The mean age of the studied groups was above fifty with male predominance. We found that distribution of the genotypes and allele frequencies between patients with CCA and healthy volunteers was significant. AG genotype is the most frequent genotype in CCA patients while the most frequent genotype in healthy volunteers was the AA genotype. Regarding allele frequency, variant G allele is the most frequent allele in CCA patients, while the wild A allele is the most frequent allele in healthy volunteers.

Additionally, the study revealed a significantly larger increase in risk for CCA by 2.83 times in subjects with AG genotypes than those with AA genotype compared with the control group while subjects with GG genotype showed an approximately 4.2 times larger increase in risk for CCA than AA genotype when compared with the control group.

The variant G allele also showed a highly significant association with CCA risk in the dominant model. However, in the recessive model, the G allele showed a nonsignificant association with the risk for CCA, suggesting a potential risk effect of the variant G allele in CCA susceptibility.

Similarly, Vishnoi et al. [22] proved that subjects with the GG genotype at rs4444903 in the EGF gene are 2.2 times more likely to have CCA and gall bladder cancer than those with the AA genotype. On the other hand, Meng et al. [23] evaluated the frequency of the EGF rs4444903 alleles in biliary tract cancer (BTC) according to the two subtypes and three differentiation stages (low, middle or high) of CCA. They found no significant differences in the allele frequency of EGF rs4444903 in CCA or gallbladder cancer.

The association between GG genotype and malignancy was approved in many other hepatic malignancies such as HCC. Zhong et al. [24] in their metaanalysis study showed that the 61*G polymorphism in the EGF gene is a risk factor for hepatocarcinogenesis while the EGF 61*A allele is protective.

We did not find any relation between EGF rs4444903 genotypes and either age or gender in control and CCA groups. Furthermore, we did not find significant differences between the EGF rs4444903 genotypes with respect to laboratory results in the CCA group, except for bilirubin and CA19-9, whose comparisons revealed a significant difference. The levels of bilirubin and CA19-9 were seen to be significantly higher in both AG and GG genotypes compared to AA genotype.

Furthermore, there was no significant difference between EGF rs4444903 genotypes regarding foci size and presence of chronic HCV infection in the CCA group.

Recently, Lurje et al. [25] investigated the association between EGF (rs4444903) polymorphism and the survival of CCA patients and did not find an association between this polymorphism and the overall survival of CCA. Studying different machineries of the immune system could help to identify the high-risk groups for diagnosis of CCA early and also could help to find new therapies for cholangiocarcinoma in the future [26].

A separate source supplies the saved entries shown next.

use std::fmt;
use std::str::FromStr;

use bitcoin::{ScriptBuf, Txid};

use crate::address::Address;
use crate::amount::Amount;
use crate::error::CoreError;

/// A transaction hash, validated as exactly 64 hex characters.
#[derive(Debug, Clone, Copy, PartialEq, Eq, Hash)]
pub struct TxHash(Txid);

impl TxHash {
    pub fn txid(&self) -> Txid {
        self.0
    }
}

impl FromStr for TxHash {
    type Err = CoreError;

    fn from_str(s: &str) -> Result<Self, Self::Err> {
        if s.len() != 64 || !s.bytes().all(|b| b.is_ascii_hexdigit()) {
            return Err(CoreError::InvalidTxHash(format!(
                "expected 64 hex characters, got {s:?}"
            )));
        }
        let txid = Txid::from_str(&s.to_ascii_lowercase())
            .map_err(|e| CoreError::InvalidTxHash(format!("{s}: {e}")))?;
        Ok(TxHash(txid))
    }
}

impl From<Txid> for TxHash {
    fn from(txid: Txid) -> Self {
        TxHash(txid)
    }
}

impl fmt::Display for TxHash {
    fn fmt(&self, f: &mut fmt::Formatter<'_>) -> fmt::Result {
        write!(f, "{}", self.0)
    }
}

/// Reference to one output of a transaction.
#[derive(Debug, Clone, Copy, PartialEq, Eq, Hash)]
pub struct OutPoint {
    pub tx_hash: TxHash,
    pub vout: u32,
}

impl OutPoint {
    pub fn new(tx_hash: TxHash, vout: u32) -> Self {
        OutPoint { tx_hash, vout }
    }

    /// Parse the hash text and pair it with an output index.
    pub fn parse(tx_hash: &str, vout: u32) -> Result<Self, CoreError> {
        Ok(OutPoint::new(tx_hash.parse()?, vout))
    }

    pub fn to_bitcoin(self) -> bitcoin::OutPoint {
        bitcoin::OutPoint::new(self.tx_hash.txid(), self.vout)
    }
}

impl fmt::Display for OutPoint {
    fn fmt(&self, f: &mut fmt::Formatter<'_>) -> fmt::Result {
        write!(f, "{}:{}", self.tx_hash, self.vout)
    }
}

/// A single unspent transaction output, as reported by the gateway.
#[derive(Debug, Clone, PartialEq, Eq)]
pub struct Utxo {
    outpoint: OutPoint,
    amount: Amount,
    script_pubkey: ScriptBuf,
    confirmations: u64,
    /// Redeem script (P2SH) or witness script (P2WSH) needed to spend this output.
    redeem_script: Option<ScriptBuf>,
}

impl Utxo {
    pub fn new(
        outpoint: OutPoint,
        amount: Amount,
        script_pubkey: ScriptBuf,
        confirmations: u64,
        redeem_script: Option<ScriptBuf>,
    ) -> Result<Self, CoreError> {
        Ok(Utxo {
            outpoint,
            amount: amount.check_output_range()?,
            script_pubkey,
            confirmations,
            redeem_script,
        })
    }

    pub fn outpoint(&self) -> OutPoint {
        self.outpoint
    }

    pub fn amount(&self) -> Amount {
        self.amount
    }

    pub fn script_pubkey(&self) -> &ScriptBuf {
        &self.script_pubkey
    }

    pub fn confirmations(&self) -> u64 {
        self.confirmations
    }

    pub fn redeem_script(&self) -> Option<&ScriptBuf> {
        self.redeem_script.as_ref()
    }
}

/// Aggregates over a set of UTXOs.
pub trait UtxoSet {
    /// Total value of the set.
    fn sum(&self) -> Amount;
}

impl UtxoSet for [Utxo] {
    fn sum(&self) -> Amount {
        // Each amount is bounded by MAX_MONEY, so saturation is unreachable
        // for any realistic set size.
        self.iter().fold(Amount::ZERO, |acc, utxo| {
            acc.checked_add(utxo.amount)
                .unwrap_or(Amount::from_sat(i64::MAX))
        })
    }
}

/// One payment in a spending intent.
#[derive(Debug, Clone, Copy, PartialEq, Eq)]
pub struct Recipient {
    pub address: Address,
    pub amount: Amount,
}

impl Recipient {
    pub fn new(address: Address, amount: Amount) -> Result<Self, CoreError> {
        Ok(Recipient { address, amount: amount.check_output_range()? })
    }
}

We finally concluded that EGF rs4444903 polymorphism may have a role in the pathogenesis of CCA and the minor G allele may predispose to CCA, but it has no effect on the severity of the disease. It may need more studies in larger populations and different ethnic groups with measurement of the serum level of EGF and evaluating the association between it and the polymorphism. Also, gene-gene interaction and presence of other predisposing factors need further study.


Deep thanks to the colleagues in the departments of Clinical Pathology and Hepatology and Gastroenterology in the National Liver Institute who aided us in this work.

Ethical approval and informed consent

The protocol of the study was approved by the Ethical Committee, National Liver Institute Menoufia University. All participants provided written informed consent.


The authors declare no conflict of interest.